►

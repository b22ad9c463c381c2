//! Product model and stock operations.
//!
//! Maintains the invariant: `quantity >= 0` at all times (enforced by `u32`
//! plus checked reservation).

use crate::error::{LedgerError, Result};
use crate::money::Money;
use serde::Serialize;

/// Stock level below which a product is shown as low stock.
pub const LOW_STOCK_THRESHOLD: u32 = 21;

/// Stock level at or above which a product is shown as fully stocked.
pub const FULL_STOCK_THRESHOLD: u32 = 100;

/// Highest accepted unit price, in cents ($1,000,000,000.00).
///
/// Keeps `price * u32::MAX` and report totals well inside `Decimal` range.
pub const MAX_PRICE_CENTS: i64 = 100_000_000_000;

/// A product in the catalog.
///
/// # Invariants
///
/// - `id` is a unique 6-digit string
/// - `name` is non-empty and never contains `|` once persisted
/// - `price` is strictly positive and at most [`MAX_PRICE_CENTS`]
#[derive(Debug, Clone, PartialEq, Eq, Serialize)]
pub struct Product {
    /// Unique product identifier.
    pub id: String,

    /// Display name; may contain spaces.
    pub name: String,

    /// Units on hand, net of units reserved by open sales.
    pub quantity: u32,

    /// Current unit price. Historical receipts are priced with this value.
    pub price: Money,
}

/// Display bucket for a product's stock level.
#[derive(Debug, Clone, Copy, PartialEq, Eq)]
pub enum StockStatus {
    OutOfStock,
    Low,
    Medium,
    Full,
}

impl std::fmt::Display for StockStatus {
    fn fmt(&self, f: &mut std::fmt::Formatter<'_>) -> std::fmt::Result {
        let label = match self {
            StockStatus::OutOfStock => "Out of Stock",
            StockStatus::Low => "Low Stock",
            StockStatus::Medium => "Medium Stock",
            StockStatus::Full => "Full Stock",
        };
        f.write_str(label)
    }
}

impl Product {
    /// Creates a product after validating name and price.
    pub fn new(
        id: impl Into<String>,
        name: impl Into<String>,
        quantity: u32,
        price: Money,
    ) -> Result<Self> {
        let name = name.into();
        validate_name(&name)?;
        validate_price(price)?;
        Ok(Product {
            id: id.into(),
            name,
            quantity,
            price,
        })
    }

    /// Takes `qty` units out of stock for an open sale.
    ///
    /// Fails with `InsufficientStock` if `qty` exceeds the current quantity;
    /// in that case the quantity is left untouched.
    pub fn reserve(&mut self, qty: u32) -> Result<()> {
        if qty > self.quantity {
            return Err(LedgerError::InsufficientStock {
                product_id: self.id.clone(),
                requested: qty,
                available: self.quantity,
            });
        }

        self.quantity -= qty;
        Ok(())
    }

    /// Puts previously reserved units back. Fails only if the result would
    /// not fit in a `u32`, leaving the quantity untouched.
    pub fn release(&mut self, qty: u32) -> Result<()> {
        self.quantity = self.checked_stock(qty)?;
        Ok(())
    }

    /// Adds delivered stock. `qty` must be positive.
    pub fn refill(&mut self, qty: u32) -> Result<()> {
        if qty == 0 {
            return Err(LedgerError::Validation(
                "Quantity to add must be positive".to_string(),
            ));
        }

        self.quantity = self.checked_stock(qty)?;
        Ok(())
    }

    fn checked_stock(&self, qty: u32) -> Result<u32> {
        self.quantity.checked_add(qty).ok_or_else(|| {
            LedgerError::Validation(format!(
                "Stock for {} cannot exceed {} units",
                self.id,
                u32::MAX
            ))
        })
    }

    /// Returns the stock bucket used by inventory listings.
    pub fn status(&self) -> StockStatus {
        match self.quantity {
            0 => StockStatus::OutOfStock,
            q if q < LOW_STOCK_THRESHOLD => StockStatus::Low,
            q if q >= FULL_STOCK_THRESHOLD => StockStatus::Full,
            _ => StockStatus::Medium,
        }
    }
}

/// Rejects empty names and names the inventory format cannot hold.
pub fn validate_name(name: &str) -> Result<()> {
    if name.trim().is_empty() {
        return Err(LedgerError::Validation(
            "Product name cannot be empty".to_string(),
        ));
    }
    if name.contains('|') || name.contains('\n') {
        return Err(LedgerError::Validation(
            "Product name cannot contain '|' or line breaks".to_string(),
        ));
    }
    Ok(())
}

/// Rejects zero, negative and out-of-range prices.
pub fn validate_price(price: Money) -> Result<()> {
    if !price.is_positive() {
        return Err(LedgerError::Validation(
            "Price must be greater than 0".to_string(),
        ));
    }
    let max = Money::from_cents(MAX_PRICE_CENTS);
    if price > max {
        return Err(LedgerError::Validation(format!(
            "Price cannot exceed ${}",
            max
        )));
    }
    Ok(())
}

◄

* _WHAT YOU SHOULD DO_
Retype word for word everything in the listing above from the line that holds "pub const LOW_STOCK_THRESHOLD: u32 = 21;" down to the line that holds "is non-empty and". Keep both end lines and leave out the rest.

* _SOLUTION FOR THIS PROBLEM_
pub const LOW_STOCK_THRESHOLD: u32 = 21;

/// Stock level at or above which a product is shown as fully stocked.
pub const FULL_STOCK_THRESHOLD: u32 = 100;

/// Highest accepted unit price, in cents ($1,000,000,000.00).
///
/// Keeps `price * u32::MAX` and report totals well inside `Decimal` range.
pub const MAX_PRICE_CENTS: i64 = 100_000_000_000;

/// A product in the catalog.
///
/// # Invariants
///
/// - `id` is a unique 6-digit string
/// - `name` is non-empty and never contains `|` once persisted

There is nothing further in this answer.